OK, let’s get one thing straight about cooking in the great outdoors: you won’t have to do without. Your painful memories of scout camp or holiday stew can be made to fade away if you use a little imagination, resourcefulness and humour. You might not even have to open a tin of beans. For me, spending time in my campervan has always been about having fun, living well and not washing up piles and piles of dirty plates - as seen in my BBC Two series One Man and His Campervan. This is my guiding principle for cooking outdoors: if it takes you longer to wash up than it does to eat you’ve gone wrong somewhere. So here's my advice for the ultimate meal out:

Martin Dorey from One Man and His Campervan

 

  • Avoid dishes that take hours and hours. I don't do this because I’m impatient, but because I might not have enough gas or firewood! There is nothing worse than running out half-way through a scrummy smelling hotpot. This generally means that you need to keep it simple.
  • Fresh, I would argue, is best. Roadside stalls are absolutely brilliant places to find ingredients because the chances are it’ll be home grown. It might be a little muddy and misshapen but then, so what? This is the country! All you have to do is stop, take what you want and put a few quid in the honesty box.
  • Try a little light foraging. I’m no expert but it gives me great pleasure to go out and find free nosh. You have to be brave and you have to be sensible, so take a guide book and don’t pick it if you aren’t 100% sure. If that means all you take back is blackberries, who cares? They will taste fab with a dollop of crème fraîche. And you’ll feel like a hunter-gatherer too.
  • Have something up your sleeve. Couscous has always been my fallback position.  It will go with just about anything and can be used with fresh herbs, spices and dried fruit. And all you need is boiling water and a knob of butter to cook it. If you’ve picked up some fresh summer veg at a roadside stall you can make a great meal if you slice it, griddle it and mix it up with the couscous and some fresh mint and basil.

 

Martin Dorey from One Man and his Campervan

 

So how are you going to cook all those amazing fresh ingredients? Whilst you’ve got no oven in the outdoors you’ve actually got plenty of options for creating great food. Gas stoves, open fires, barbecues, even Dutch ovens or smokers aren’t that hard to master. And almost anything is possible.

For starters, you could try a portable hot smoker. They work over any heat source. A freshly caught (or bought) fish smoked for half an hour or so will taste like fish you’ve never tasted before. Try it. Otherwise take a shelf out of the oven at home and use it to cook over a fire. Chuck a big fat juicy steak from the local butcher on it, add a few griddled veg and some couscous and you’ve got an easy meal. Simple. Perfect.

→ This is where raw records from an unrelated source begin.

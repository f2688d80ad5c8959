//! The crash dump: a human-readable report written when the runtime hits
//! a fatal error. Lists a process-table summary, scheduler states, and
//! memory totals; nothing here allocates from runtime-managed memory.

use std::io::Write;

use ember_rt::process::{status, table};
use ember_rt::scheduler;

/// Renders the report. Split from [`write_crash_dump`] so tests can check
/// the contents without touching the filesystem.
pub fn render() -> String {
    let mut out = String::new();
    let processes = table::snapshot();

    out.push_str("=ember crash dump\n");
    out.push_str(&format!("=processes {}\n", processes.len()));

    let mut total_heap_words = 0usize;
    for process in &processes {
        let bits = process.status().load();
        let state = if bits & status::EXITING != 0 {
            "exiting"
        } else if bits & status::RUNNING != 0 {
            "running"
        } else if bits & status::DIRTY_RUNNING != 0 {
            "dirty-running"
        } else if bits & status::WAITING != 0 {
            "waiting"
        } else {
            "runnable"
        };
        let (heap, mailbox) = match process.try_body() {
            Some(body) => {
                total_heap_words += body.heap.total_words();
                (body.heap.total_words(), body.mailbox.len())
            }
            None => (0, 0),
        };
        let (module, function, arity) = process.initial_call();
        out.push_str(&format!(
            "  {} {} {}:{}/{} heap={}w mailbox={} reductions={}\n",
            process.pid(),
            state,
            module,
            function,
            arity,
            heap,
            mailbox,
            process.reductions(),
        ));
    }

    out.push_str(&format!("=schedulers {}\n", scheduler::scheduler_count()));
    out.push_str(&format!(
        "=memory heap_words={} atoms={}\n",
        total_heap_words,
        ember_rt::term::atom::table_len(),
    ));
    out
}

/// Writes the report next to the current directory; best effort, errors
/// only logged.
pub fn write_crash_dump() {
    let report = render();
    eprintln!("{report}");
    match std::fs::File::create("ember_crash.dump") {
        Ok(mut file) => {
            if let Err(err) = file.write_all(report.as_bytes()) {
                log::error!(target: "runtime", "failed to write crash dump: {err}");
            }
        }
        Err(err) => log::error!(target: "runtime", "failed to create crash dump: {err}"),
    }
}

#[cfg(test)]
mod tests {
    #[test]
    fn render_includes_section_headers() {
        let report = super::render();
        assert!(report.contains("=ember crash dump"));
        assert!(report.contains("=processes"));
        assert!(report.contains("=schedulers"));
        assert!(report.contains("=memory"));
    }
}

Delicious.

What are your tips for eating outdoors or on the road?

Martin Dorey is the presenter of One Man and His Campervan on BBC Two.

Comments

  • Comment number 1.

    Hi Martin

    Enjoying the programme and am very jealous of the Bay. I'm able to borrow a Camper for weekends away every now and then but would love to do an extended trip sometime.

    As to the food, by definition, one is forced (or at least we feel we are) to try something new when you are either on holiday or away from home. If you avoid the supermarkets, the suppliers and local shops and markets are different and if we are in another part of the country we try to hunt out fresh regional and local produce. All part of the fun of being away from home.

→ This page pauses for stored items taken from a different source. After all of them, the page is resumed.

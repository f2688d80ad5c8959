//! Process creation.
//!
//! Spawning builds a fresh process around an entry point — an exported
//! `{module, function, arity}` or a closure — copies the arguments into
//! the child's heap, wires up the requested link or monitor while both
//! sides are still quiescent, publishes the child in the process table,
//! and queues it.

use std::sync::Arc;

use log::trace;

use crate::code;
use crate::heap::DEFAULT_HEAP_WORDS;
use crate::process::{
    next_reference_id, table, CodePtr, Priority, Process, ProcessBody, ProcessId,
};
use crate::term::{Atom, OpaqueTerm};

use ember_bytecode::Opcode;

#[derive(Debug, Clone, Copy)]
pub struct SpawnOptions {
    pub link: bool,
    pub monitor: bool,
    pub priority: Priority,
    pub heap_words: usize,
    pub fullsweep_after: u32,
}

impl Default for SpawnOptions {
    fn default() -> Self {
        Self {
            link: false,
            monitor: false,
            priority: Priority::Normal,
            heap_words: DEFAULT_HEAP_WORDS,
            fullsweep_after: 65535,
        }
    }
}

#[derive(Debug, thiserror::Error)]
pub enum SpawnError {
    #[error(transparent)]
    Table(#[from] table::TableError),
    #[error("{0}:{1}/{2} is not an exported function")]
    Undef(Atom, Atom, u8),
    #[error("spawn argument is not a closure")]
    NotAClosure,
}

pub struct Spawned {
    pub pid: ProcessId,
    /// Monitor reference when `options.monitor` was set
    pub monitor: Option<u64>,
}

/// Spawns a process running `module:function(args…)`. `args` are terms on
/// the parent's heap (`source`); with no parent they must be immediates.
pub fn spawn_mfa(
    parent: Option<(&Process, &mut ProcessBody)>,
    module: Atom,
    function: Atom,
    args: &[OpaqueTerm],
    options: SpawnOptions,
) -> Result<Spawned, SpawnError> {
    let arity = args.len() as u8;
    let (instance, offset) = code::resolve(module, function, arity)
        .ok_or(SpawnError::Undef(module, function, arity))?;
    let frame_size = function_frame(&instance.code, offset);
    spawn_at(
        parent,
        (module, function, arity),
        CodePtr { instance: instance.id, offset: offset + 1 },
        frame_size,
        args,
        &[],
        options,
    )
}

/// Spawns a process applying a zero-arity closure on the parent's heap.
pub fn spawn_closure(
    parent: (&Process, &mut ProcessBody),
    closure: OpaqueTerm,
    options: SpawnOptions,
) -> Result<Spawned, SpawnError> {
    let (parent_process, parent_body) = parent;
    if !parent_body.heap.is_closure(closure) {
        return Err(SpawnError::NotAClosure);
    }
    let (instance_id, fun, arity, env_len) = parent_body.heap.closure_parts(closure);
    if arity != 0 {
        return Err(SpawnError::NotAClosure);
    }
    let instance = code::instance(instance_id).ok_or(SpawnError::NotAClosure)?;
    let lambda = instance.lambdas.get(fun as usize).ok_or(SpawnError::NotAClosure)?;
    debug_assert_eq!(lambda.env_len as usize, env_len);

    let env: Vec<OpaqueTerm> =
        (0..env_len).map(|i| parent_body.heap.closure_env(closure, i)).collect();
    let frame_size = function_frame(&instance.code, lambda.offset);
    spawn_at(
        Some((parent_process, parent_body)),
        (instance.name, lambda.function, 0),
        CodePtr { instance: instance.id, offset: lambda.offset + 1 },
        frame_size,
        &env,
        &[],
        options,
    )
}

/// The frame size declared by the `FuncInfo` header at `offset`.
fn function_frame(code: &[Opcode], offset: u32) -> u16 {
    match code.get(offset as usize) {
        Some(Opcode::FuncInfo { frame_size, .. }) => *frame_size,
        _ => 0,
    }
}

#[allow(clippy::too_many_arguments)]
fn spawn_at(
    parent: Option<(&Process, &mut ProcessBody)>,
    initial_call: (Atom, Atom, u8),
    entry: CodePtr,
    frame_size: u16,
    args: &[OpaqueTerm],
    extra: &[OpaqueTerm],
    options: SpawnOptions,
) -> Result<Spawned, SpawnError> {
    let pid = table::allocate_pid()?;
    let group_leader = parent
        .as_ref()
        .map(|(_, body)| body.group_leader)
        .unwrap_or(pid);

    // Size the initial heap to hold the copied arguments outright
    let args_words: usize = parent
        .as_ref()
        .map(|(_, body)| {
            args.iter().chain(extra).map(|arg| body.heap.term_size(*arg)).sum()
        })
        .unwrap_or(0);
    let heap_words = options.heap_words.max(args_words + args_words / 2 + 16);

    let process = Arc::new(Process::new(
        pid,
        parent.as_ref().map(|(p, _)| p.pid()),
        options.priority,
        heap_words,
        options.fullsweep_after,
        group_leader,
        initial_call,
    ));

    let mut monitor = None;
    {
        let mut body = process.body();
        body.ip = entry;
        body.regs = vec![OpaqueTerm::NIL; frame_size as usize];
        match parent {
            Some((parent_process, parent_body)) => {
                for (i, arg) in args.iter().chain(extra).enumerate() {
                    body.regs[i] = body
                        .heap
                        .copy_from(&parent_body.heap, *arg)
                        .expect("initial heap was sized for the arguments");
                }
                // Links and monitors are installed directly on both sides:
                // neither process can run or exit during this window
                if options.link {
                    parent_body.links.insert(pid);
                    body.links.insert(parent_process.pid());
                }
                if options.monitor {
                    let reference = next_reference_id();
                    parent_body.monitors.watch(reference, pid);
                    body.monitors.watched_by(reference, parent_process.pid());
                    monitor = Some(reference);
                }
            }
            None => {
                for (i, arg) in args.iter().enumerate() {
                    debug_assert!(arg.is_immediate());
                    body.regs[i] = *arg;
                }
            }
        }
    }

    trace!(
        target: "process",
        "spawned {} at {}:{}/{} (frame {})",
        pid,
        initial_call.0,
        initial_call.1,
        initial_call.2,
        frame_size
    );
    table::insert(process.clone());
    crate::scheduler::enqueue(process);
    Ok(Spawned { pid, monitor })
}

    Without wanting to state the obvious, camp/Camper cooking is all about that breakfast smell of good bacon and sausages frying cutting through the damp dew air before being piled onto that morning's fresh bread with a runny egg.

    PS Will be down your way come next half-term for surfing on Putsborough Beach.

    Cheers

  • Comment number 2.

    Good evening Martin,
    I really enjoy your programme, every evening at 19.30 here in Holland. I just saw your very wet stay in de Lake District! This summer I intend to take us (my dog Tommie, my cat Sammie and myself) in my campervan to England for a trip through your beautiful country. As I really don't like big campings I would love to stay on the small campsites you found. But I don't seem able to find a guide or map on which they are stated. Could you please help me how to find these campsites? Many thanks in advance!! Kind regards.

  • Comment number 3.

    @Hatty Blom:

    Hi Hatty - we use a website which is a forum for campers in the UK. It is stuffed with long, well written reviews of campsites written by the members. They really tell you how it is and cover everything from huge camp sites with everything, to the lovely small farm sites with few facilities but don't mind you building a log fire to cook on.

    You will find it here: UK Campsite

    ########

    @Martin

    Nice programme Martin.

    When we go camping (dreaded tent, I am afraid) I have converted the back of our camping trailer so it opens out into a baby kitchen.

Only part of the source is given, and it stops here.